Chimerism status after unrelated donor bone marrow transplantation with fludarabine-melphalan conditioning is affected by the melphalan dose and is predictive of relapse.

Abstract

Little is known regarding the chimerism status after reduced-intensity conditioning transplantation when bone marrow is used as a stem cell source. We prospectively analyzed lineage-specific chimerism and retrospectively evaluated clinical outcomes in 80 adult patients who underwent unrelated donor bone marrow transplantation (URBMT) with fludarabine plus melphalan (FM) as the conditioning regimen. Mixed donor chimerism (MDC) was seen in 43 and 10% of patients at days 14 and 28, respectively.
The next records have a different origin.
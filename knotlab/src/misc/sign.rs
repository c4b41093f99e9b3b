use std::ops::{Mul, Neg};
use derive_more::{Display, Debug};
use is_even::IsEven;

/// Sign of a crossing, a permutation or a cofactor term.
#[derive(Clone, Copy, PartialEq, Eq, Hash, PartialOrd, Ord, Default, Display, Debug)]
#[repr(i8)]
pub enum Sign { 
    #[default]
    #[display("+")]
    #[debug("+")]
    Pos = 1,

    #[display("-")]
    #[debug("-")]
    Neg = -1
}

impl Sign { 
    pub fn is_positive(&self) -> bool { 
        self == &Sign::Pos
    }

    pub fn is_negative(&self) -> bool { 
        !self.is_positive()
    }

    pub fn from_bool(positive: bool) -> Self { 
        if positive { Sign::Pos } else { Sign::Neg }
    }

    pub fn from_parity<I: IsEven>(val: I) -> Self { 
        Self::from_bool(val.is_even())
    }
}

macro_rules! impl_int_conversion {
    ($t:ty) => {
        impl From<Sign> for $t {
            fn from(value: Sign) -> Self {
                match value { 
                    Sign::Pos =>  1,
                    Sign::Neg => -1
                }
            }
        }                
    };
}

impl_int_conversion!(i32);
impl_int_conversion!(i64);
impl_int_conversion!(isize);

impl Neg for Sign {
    type Output = Self;
    fn neg(self) -> Self {
        match self { 
            Sign::Neg => Sign::Pos,
            Sign::Pos => Sign::Neg
        }
    }
}

impl Mul for Sign { 
    type Output = Self;
    fn mul(self, rhs: Self) -> Self {
        Self::from_bool(self == rhs)
    }
}

#[cfg(test)]
mod tests { 
    use super::*;

    #[test]
    fn mul() { 
        use Sign::*;
        assert_eq!(Pos * Pos, Pos);
        assert_eq!(Pos * Neg, Neg);
        assert_eq!(Neg * Neg, Pos);
    }

    #[test]
    fn parity() { 
        assert_eq!(Sign::from_parity(4), Sign::Pos);
        assert_eq!(Sign::from_parity(-3), Sign::Neg);
        assert_eq!(i64::from(-Sign::Pos), -1);
    }
}
mod app;
use app::App;

fn main() {
    let app = App::new();
    let res = app.run();

    match res {
        Ok(output) => println!("{output}"),
        Err(e) => {
            log::error!("{}", e);
            eprintln!("\x1b[0;31merror\x1b[0m: {e}");
            std::process::exit(1)
        }
    }
}
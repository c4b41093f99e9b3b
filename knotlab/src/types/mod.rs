// Shared operator boilerplate for the integer polynomial rings. 
// Each type provides `constant(i64)` and `scale(&self, i64)`,
// and `AddAssign`, `SubAssign`, `MulAssign` by reference.
macro_rules! impl_alg_base {
    ($type:ident) => {
        impl std::ops::Neg for $type {
            type Output = $type;
            fn neg(self) -> $type { 
                self.scale(-1)
            }
        }

        impl std::ops::Neg for &$type {
            type Output = $type;
            fn neg(self) -> $type { 
                self.scale(-1)
            }
        }

        impl From<i32> for $type { 
            fn from(a: i32) -> Self {
                Self::constant(a as i64)
            }
        }

        impl std::iter::Sum for $type {
            fn sum<I: Iterator<Item = Self>>(iter: I) -> Self {
                iter.fold(<$type as num_traits::Zero>::zero(), |mut res, x| { res += &x; res })
            }
        }

        impl<'a> std::iter::Sum<&'a $type> for $type {
            fn sum<I: Iterator<Item = &'a $type>>(iter: I) -> Self {
                iter.fold(<$type as num_traits::Zero>::zero(), |mut res, x| { res += x; res })
            }
        }

        impl std::iter::Product for $type {
            fn product<I: Iterator<Item = Self>>(iter: I) -> Self {
                iter.fold(<$type as num_traits::One>::one(), |mut res, x| { res *= &x; res })
            }
        }

        impl<'a> std::iter::Product<&'a $type> for $type {
            fn product<I: Iterator<Item = &'a $type>>(iter: I) -> Self {
                iter.fold(<$type as num_traits::One>::one(), |mut res, x| { res *= x; res })
            }
        }

        impl $crate::RingOps for $type {}
        impl<'a> $crate::RingOps<$type> for &'a $type {}
    };
}

mod int;
mod ratfun;
pub mod poly;

pub use int::*;
pub use ratfun::*;
pub use poly::{Poly, Laurent, MLaurent, MDeg};
use std::cell::OnceCell;
use std::rc::{Rc, Weak};
use std::sync::atomic::{AtomicU64, Ordering};
use derive_more::Display;
use log::trace;
use knotlab_link::{KnotGraph, Pd};

#[derive(Clone, Copy, PartialEq, Eq, Hash, PartialOrd, Ord, Debug, Display)]
#[display("#{_0}")]
pub struct DiagramId(u64);

impl DiagramId {
    fn next() -> Self {
        static COUNTER: AtomicU64 = AtomicU64::new(0);
        Self(COUNTER.fetch_add(1, Ordering::Relaxed))
    }
}

#[derive(Clone, Copy, PartialEq, Eq, Debug)]
pub enum Source {
    Pd,
    Graph,
}

#[derive(Debug)]
pub struct DiagramData {
    id: DiagramId,
    source: Source,
    pd: OnceCell<Pd>,
    graph: OnceCell<KnotGraph>,
}

/// A read-only diagram handed to the scheduler. Cached invariants are
/// keyed on its identity, not its content: two handles are the same
/// diagram iff they share the allocation.
#[derive(Clone, Debug)]
pub struct Diagram(Rc<DiagramData>);

impl Diagram {
    fn wrap(source: Source, pd: Option<Pd>, graph: Option<KnotGraph>) -> Self {
        let data = DiagramData {
            id: DiagramId::next(),
            source,
            pd: pd.map(OnceCell::from).unwrap_or_default(),
            graph: graph.map(OnceCell::from).unwrap_or_default(),
        };
        trace!("new diagram {}", data.id);
        Self(Rc::new(data))
    }

    pub fn from_pd(pd: Pd) -> Self {
        Self::wrap(Source::Pd, Some(pd), None)
    }

    pub fn from_graph(graph: KnotGraph) -> Self {
        Self::wrap(Source::Graph, None, Some(graph))
    }

    pub fn id(&self) -> DiagramId {
        self.0.id
    }

    pub fn source(&self) -> Source {
        self.0.source
    }

    /// The PD code; derived from the graph with oriented crossings
    /// if the diagram was given as a graph.
    pub fn pd(&self) -> &Pd {
        self.0.pd.get_or_init(|| match self.0.graph.get() {
            Some(g) => g.get_pd(true),
            None => Pd::empty()
        })
    }

    pub fn graph(&self) -> &KnotGraph {
        self.0.graph.get_or_init(|| KnotGraph::from_pd(self.pd()))
    }

    pub fn is_empty(&self) -> bool {
        match self.0.source {
            Source::Pd => self.pd().is_empty(),
            Source::Graph => self.graph().is_empty(),
        }
    }

    /// The same content under a fresh identity.
    pub fn copy(&self) -> Self {
        match self.0.source {
            Source::Pd => Self::from_pd(self.pd().clone()),
            Source::Graph => Self::from_graph(self.graph().clone()),
        }
    }

    /// A new diagram from an edited copy of the graph.
    pub fn edited<F>(&self, f: F) -> Self
    where F: FnOnce(&mut KnotGraph) {
        let mut g = self.graph().clone();
        f(&mut g);
        Self::from_graph(g)
    }

    pub fn ptr_eq(&self, other: &Self) -> bool {
        Rc::ptr_eq(&self.0, &other.0)
    }

    pub(crate) fn downgrade(&self) -> Weak<DiagramData> {
        Rc::downgrade(&self.0)
    }
}

impl From<Pd> for Diagram {
    fn from(pd: Pd) -> Self {
        Self::from_pd(pd)
    }
}

impl From<KnotGraph> for Diagram {
    fn from(g: KnotGraph) -> Self {
        Self::from_graph(g)
    }
}

#[cfg(test)]
mod tests {
    use super::*;

    #[test]
    fn identity() {
        let d = Diagram::from_pd(Pd::trefoil());
        let e = d.clone();
        let f = d.copy();

        assert!(d.ptr_eq(&e));
        assert_eq!(d.id(), e.id());
        assert!(!d.ptr_eq(&f));
        assert_ne!(d.id(), f.id());
        assert_eq!(d.pd(), f.pd());
    }

    #[test]
    fn views() {
        let d = Diagram::from_pd(Pd::trefoil());
        assert_eq!(d.source(), Source::Pd);
        assert_eq!(d.graph().crossing_num(), 3);

        let g = Diagram::from_graph(KnotGraph::from_pd(&Pd::figure8()));
        assert_eq!(g.source(), Source::Graph);
        assert_eq!(g.pd().crossing_num(), 4);
        assert!(g.pd().is_oriented());
    }

    #[test]
    fn edited() {
        let d = Diagram::from_pd(Pd::hopf_link());
        let e = d.edited(|g| g.delete_component(1));
        assert_ne!(d.id(), e.id());
        assert_eq!(e.graph().crossing_num(), 0);
        assert_eq!(d.graph().crossing_num(), 2);
    }

    #[test]
    fn empty() {
        assert!(Diagram::from_pd(Pd::empty()).is_empty());
        assert!(Diagram::from_graph(KnotGraph::empty()).is_empty());
        assert!(!Diagram::from_pd(Pd::unknot()).is_empty());
    }
}
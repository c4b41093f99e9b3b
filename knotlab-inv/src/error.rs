use thiserror::Error;

#[derive(Error, Debug, Clone, PartialEq, Eq)]
pub enum InvariantError {
    #[error("computation cancelled.")]
    Cancelled,

    #[error("unsupported: {0}")]
    Unsupported(String),

    #[error("unknown invariant: {0}")]
    UnknownInvariant(String),

    #[error("invalid arguments: {0}")]
    InvalidArgs(String),

    #[error("cyclic request: {0}")]
    Cyclic(String),

    #[error("computation failed: {0}")]
    Failed(String),
}

impl InvariantError {
    pub fn is_cancelled(&self) -> bool {
        matches!(self, Self::Cancelled)
    }
}
mod knot_graph;
mod edit;
mod invariants;
mod codes;

pub use knot_graph::*;
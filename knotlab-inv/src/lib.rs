//! Named knot invariants behind a memoizing, cancellable scheduler.
//!
//! ```
//! use knotlab_inv::{Diagram, Scheduler};
//! use knotlab_link::Pd;
//!
//! let s = Scheduler::default();
//! let d = Diagram::from_pd(Pd::figure8());
//! let det = s.get_invariant("determinant", &d, &[]).unwrap();
//! assert_eq!(det.as_int(), Some(5));
//! ```

mod error;
mod value;
mod diagram;
mod table;
mod scheduler;
mod handlers;

pub use error::*;
pub use value::*;
pub use diagram::*;
pub use table::*;
pub use scheduler::*;
pub use handlers::register_defaults;
use itertools::Itertools;
use knotlab_link::KnotGraph;
use crate::app::utils::*;
use crate::app::err::*;

pub fn dispatch(args: &Args) -> Result<String, Box<dyn std::error::Error>> {
    let pd = load_pd(&args.input, args.mirror)?;

    let out = match args.format {
        Format::Mathematica => pd.to_mathematica(),
        Format::Snappy => pd.to_snappy()?,
        Format::Json => pd.to_json(),
        Format::Dt => {
            let Some(dt) = KnotGraph::from_pd(&pd).get_dt() else {
                return err!("DT code is defined only for classical knots.")
            };
            format!("DT[{}]", dt.iter().join(", "))
        }
    };

    Ok(out)
}

#[derive(Clone, Default, Debug, clap::Args)]
pub struct Args {
    pub input: String,

    #[arg(short, long, default_value = "mathematica")]
    pub format: Format,

    #[arg(short, long)]
    pub mirror: bool,

    #[arg(long, default_value = "0")]
    pub log: u8,
}

#[cfg(test)]
mod tests {
    use super::*;

    const TREFOIL: &str = "PD[Xp[1,3,6,4], Xp[3,5,2,6], Xp[5,1,4,2]]";

    fn export(input: &str, format: Format) -> Result<String, Box<dyn std::error::Error>> {
        dispatch(&Args { input: input.to_string(), format, ..Default::default() })
    }

    #[test]
    fn dt() {
        assert_eq!(export(TREFOIL, Format::Dt).unwrap(), "DT[-4, -6, -2]");
        assert!(export("PD[Xp[2,4,3,1], Xp[4,2,1,3]]", Format::Dt).is_err());
    }

    #[test]
    fn snappy() {
        assert!(export(TREFOIL, Format::Snappy).is_ok());
        assert!(export("PD[P[1,1]]", Format::Snappy).is_err());
    }

    #[test]
    fn mathematica() {
        let s = export(TREFOIL, Format::Mathematica).unwrap();
        assert_eq!(s.parse::<knotlab_link::Pd>().unwrap(), knotlab_link::Pd::trefoil());
    }
}
use log::info;
use knotlab_inv::{Diagram, Scheduler, SchedulerConfig};
use crate::app::utils::*;
use crate::app::err::*;

pub fn dispatch(args: &Args) -> Result<String, Box<dyn std::error::Error>> {
    ensure!(args.yield_every > 0, "--yield-every must be positive.");

    let pd = load_pd(&args.input, args.mirror)?;
    let s = Scheduler::with_defaults(SchedulerConfig { yield_every: args.yield_every });

    let mut extra = vec![];
    extra.extend(args.cables);
    extra.extend(args.n);

    info!("compute {}{:?} of {pd}", args.name, extra);

    let d = Diagram::from_pd(pd);
    let v = s.get_invariant(&args.name, &d, &extra)?;

    Ok(v.to_string())
}

#[derive(Clone, Default, Debug, clap::Args)]
pub struct Args {
    /// Name of the invariant, e.g. `jones_poly`.
    pub name: String,

    pub input: String,

    #[arg(short, long)]
    pub cables: Option<i64>,

    #[arg(short, long)]
    pub n: Option<i64>,

    #[arg(short, long)]
    pub mirror: bool,

    #[arg(long, default_value = "8")]
    pub yield_every: usize,

    #[arg(long, default_value = "0")]
    pub log: u8,
}
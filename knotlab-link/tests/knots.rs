use num_traits::One;
use knotlab::{algo, Laurent, Mat, MatType};
use knotlab_link::{
    alexander_module, alexander_polynomial, jones_polynomial, knot_determinant,
    KnotGraph, Pd,
};
use knotlab_link::seifert::{conway_polynomial, seifert_matrices};

struct Case {
    pd: &'static str,
    alexander: &'static [i64],
    conway: &'static [i64],
    det: i64,
}

static CASES: [Case; 4] = [
    Case {
        pd: "PD[Xp[1,3,6,4], Xp[3,5,2,6], Xp[5,1,4,2]]",
        alexander: &[1, -1, 1],
        conway: &[1, 0, 1],
        det: 3,
    },
    Case {
        pd: "PD[Xp[4,2,5,1], Xp[8,6,1,5], Xm[3,7,4,6], Xm[7,3,8,2]]",
        alexander: &[1, -3, 1],
        conway: &[1, 0, -1],
        det: 5,
    },
    Case {
        pd: "PD[Xm[4,2,5,1], Xm[8,4,9,3], Xm[10,6,1,5], Xm[6,10,7,9], Xm[2,8,3,7]]",
        alexander: &[2, -3, 2],
        conway: &[1, 0, 2],
        det: 7,
    },
    Case {
        pd: "PD[Xm[4,2,5,1], Xm[10,8,11,7], Xp[3,9,4,8], Xp[9,3,10,2], Xm[12,6,1,5], Xm[6,12,7,11]]",
        alexander: &[2, -5, 2],
        conway: &[1, 0, -2],
        det: 9,
    },
];

fn pds() -> impl Iterator<Item = (Pd, &'static Case)> {
    CASES.iter().map(|c| (c.pd.parse::<Pd>().expect("valid pd"), c))
}

fn delta(pd: &Pd) -> Laurent {
    alexander_polynomial(&alexander_module(pd), 0)
}

#[test]
fn alexander() {
    for (pd, c) in pds() {
        assert_eq!(delta(&pd).coeffs(), c.alexander, "{}", c.pd);
        assert_eq!(delta(&pd.mirror()).coeffs(), c.alexander, "{}", c.pd);
    }
}

#[test]
fn conway() {
    for (pd, c) in pds() {
        let z = conway_polynomial(&pd).expect("a knot");
        assert_eq!(z, Laurent::from_coeffs(c.conway.to_vec(), 0), "{}", c.pd);
    }
}

#[test]
fn determinant() {
    for (pd, c) in pds() {
        assert_eq!(knot_determinant(&delta(&pd)), c.det);

        let v = &seifert_matrices(&pd)[0];
        let n = v.rows();
        let s = Mat::from_fn((n, n), |i, j| v[(i, j)] + v[(j, i)]);
        assert_eq!(algo::det(&s).abs(), c.det);
    }
}

#[test]
fn jones_through_graph() {
    for (pd, _) in pds() {
        let g = KnotGraph::from_pd(&pd);
        let pd2 = g.get_pd(true);
        assert_eq!(jones_polynomial(&pd2), jones_polynomial(&pd));
    }
}

#[test]
fn jones_mirror() {
    for (pd, _) in pds() {
        let j = jones_polynomial(&pd).expect("non-empty");
        assert_eq!(jones_polynomial(&pd.mirror()), Some(j.subst_pow(-1)));
    }
}

#[test]
fn genus_bound() {
    for (pd, c) in pds() {
        let g = KnotGraph::from_pd(&pd);
        let d = delta(&pd);
        let span = (d.max_deg() - d.min_deg()) as i64;
        assert!(span <= 2 * g.genus(), "{}", c.pd);
        assert_eq!(g.genus(), 1);
        assert_eq!(g.virtual_genus(), 0);
    }
}

#[test]
fn graph_json() -> Result<(), Box<dyn std::error::Error>> {
    for (pd, c) in pds() {
        let g = KnotGraph::from_pd(&pd);
        let h = KnotGraph::from_json(&g.to_json()?)?;
        assert_eq!(h.get_dt(), g.get_dt());
        assert_eq!(h.seifert_form(), g.seifert_form());
        assert_eq!(delta(&h.get_pd(true)).coeffs(), c.alexander);
    }
    Ok(())
}

#[test]
fn alternating_switch() {
    // switching one crossing of the trefoil gives the unknot.
    let pd: Pd = "PD[Xp[1,3,6,4], Xm[3,5,2,6], Xp[5,1,4,2]]".parse().expect("valid pd");
    assert_eq!(jones_polynomial(&pd), Some(Laurent::one()));

    let mut g = KnotGraph::from_pd(&pd);
    g.make_alternating();
    let j = jones_polynomial(&g.get_pd(true)).expect("non-empty");
    let trefoil = jones_polynomial(&Pd::trefoil()).expect("non-empty");
    assert!(j == trefoil || j == trefoil.subst_pow(-1));
}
Melphalan at ≤130mg/m(2) was associated with an increased incidence of MDC at day 28 (P = 0.03). Patients with MDC at day 14 showed a marginally increased risk of primary graft failure and a marginally decreased risk of graft-versus-host disease. In multivariate analysis, MDC at day 14 was associated with higher overall mortality (hazard ratio (HR) = 2.1; 95% confidence interval (CI), 1.1-4.2; P = 0.04) and relapse rate (HR = 3.0; 95% CI, 1.2-7.5; P = 0.02), but not with non-relapse mortality (HR = 1.8; 95% CI, 0.70-4.6; P = 0.23). Thus, the FM regimen yields prompt complete donor chimerism after URBMT, but the melphalan dose significantly impacts the kinetics of chimerism. Chimerism status evaluation at day 14 may be instrumental in predicting relapse after URBMT with the FM regimen.